I was particularly pleased by the new format for presenting accepted papers at this ISMIR wherein each paper was given both oral and poster presentation slots thus removing the traditional distinction between papers that exists in conferences. In the case of our paper on StructureNet, I made the oral presentation and my colleagues and co-authors – Gabriele and Marco – made the poster presentation. Fortunately, this year ISMIR was streamed live and the videos were later stored on YouTube so I’m able to share the video of my presentation with you. It’s only a 4-minute presentation so do check it out! And it appeared to me each time I passed our poster by that it received a lot of attention, and this was of course great! I, with help from members of my team, also prepared a blog post on StructureNet which was published recently on Jukedeck R & D Team’s Medium page.

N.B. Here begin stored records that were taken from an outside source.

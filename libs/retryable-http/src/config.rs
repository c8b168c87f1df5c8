//! Retry and timeout settings.

use std::time::Duration;

/// Default milliseconds before a connection attempt times out.
pub const DEFAULT_DIAL_TIMEOUT_MS: u64 = 3_000;
/// Default milliseconds to wait for response headers once the request is sent.
pub const DEFAULT_RESPONSE_HEADER_TIMEOUT_MS: u64 = 3_000;
/// Default milliseconds a whole attempt may take, body included.
pub const DEFAULT_REQUEST_TIMEOUT_MS: u64 = 30_000;

// Target total retry time of at least 5s: 30 * (2^8 - 1) > 5000.

/// Default retries after the initial attempt.
pub const DEFAULT_MAX_RETRIES: u32 = 8;
/// Default minimum wait between attempts in milliseconds.
pub const DEFAULT_MIN_WAIT_MS: u64 = 30;
/// Default maximum wait between attempts in milliseconds.
pub const DEFAULT_MAX_WAIT_MS: u64 = 300_000;

/// Retry settings.
#[derive(Debug, Clone, Copy, PartialEq, Eq)]
pub struct RetryConfig {
    /// Retries before giving up. Total attempts are `max_retries + 1`.
    pub max_retries: u32,
    /// Floor of the exponential schedule.
    pub min_wait: Duration,
    /// Ceiling for the unjittered delay, `Retry-After` included.
    pub max_wait: Duration,
}

impl Default for RetryConfig {
    fn default() -> Self {
        Self {
            max_retries: DEFAULT_MAX_RETRIES,
            min_wait: Duration::from_millis(DEFAULT_MIN_WAIT_MS),
            max_wait: Duration::from_millis(DEFAULT_MAX_WAIT_MS),
        }
    }
}

/// Timeout settings, applied to every attempt independently.
///
/// A zero duration disables the corresponding timeout.
#[derive(Debug, Clone, Copy, PartialEq, Eq)]
pub struct TimeoutConfig {
    /// Maximum time to establish a connection.
    pub dial_timeout: Duration,
    /// Maximum time to receive response headers. Does not cover reading the
    /// body.
    ///
    /// The clock starts when the attempt is dispatched, so connecting and
    /// writing the request body count against it too: the effective dial
    /// timeout is the smaller of the two, and a request body that takes
    /// longer than this to upload times the attempt out. Keep it above the
    /// expected upload time for large pushes, or set it to zero and rely on
    /// `request_timeout`.
    pub response_header_timeout: Duration,
    /// Maximum time for the whole attempt, from connecting until the body
    /// has been read.
    pub request_timeout: Duration,
}

impl Default for TimeoutConfig {
    fn default() -> Self {
        Self {
            dial_timeout: Duration::from_millis(DEFAULT_DIAL_TIMEOUT_MS),
            response_header_timeout: Duration::from_millis(DEFAULT_RESPONSE_HEADER_TIMEOUT_MS),
            request_timeout: Duration::from_millis(DEFAULT_REQUEST_TIMEOUT_MS),
        }
    }
}

/// Complete configuration for a [`crate::RetryableClient`].
#[derive(Debug, Clone, Copy, Default, PartialEq, Eq)]
pub struct RetryableClientConfig {
    pub timeout: TimeoutConfig,
    pub retry: RetryConfig,
}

I urge you to give it a read if you’re curious what the paper is all about. Here’s a picture of the Jukedeck team at ISMIR:
I also signed up to play in this year’s ISMIR jam session organised by Uri Nieto from Pandora! If I remember correctly, it’s something that started in 2014 and has been getting more popular by the year. As anticipated, the jam session was a success and a lot of fun, with music ranging from AI-composed folk tunes to Jazz, Blues, Rock and Heavy Metal. I played two songs with my fellow attendees – Blackest Eyes by Porcupine Tree and Plush by Stone Temple Pilots. My friend Juanjo shared a recording of the first song with me in which I played bass.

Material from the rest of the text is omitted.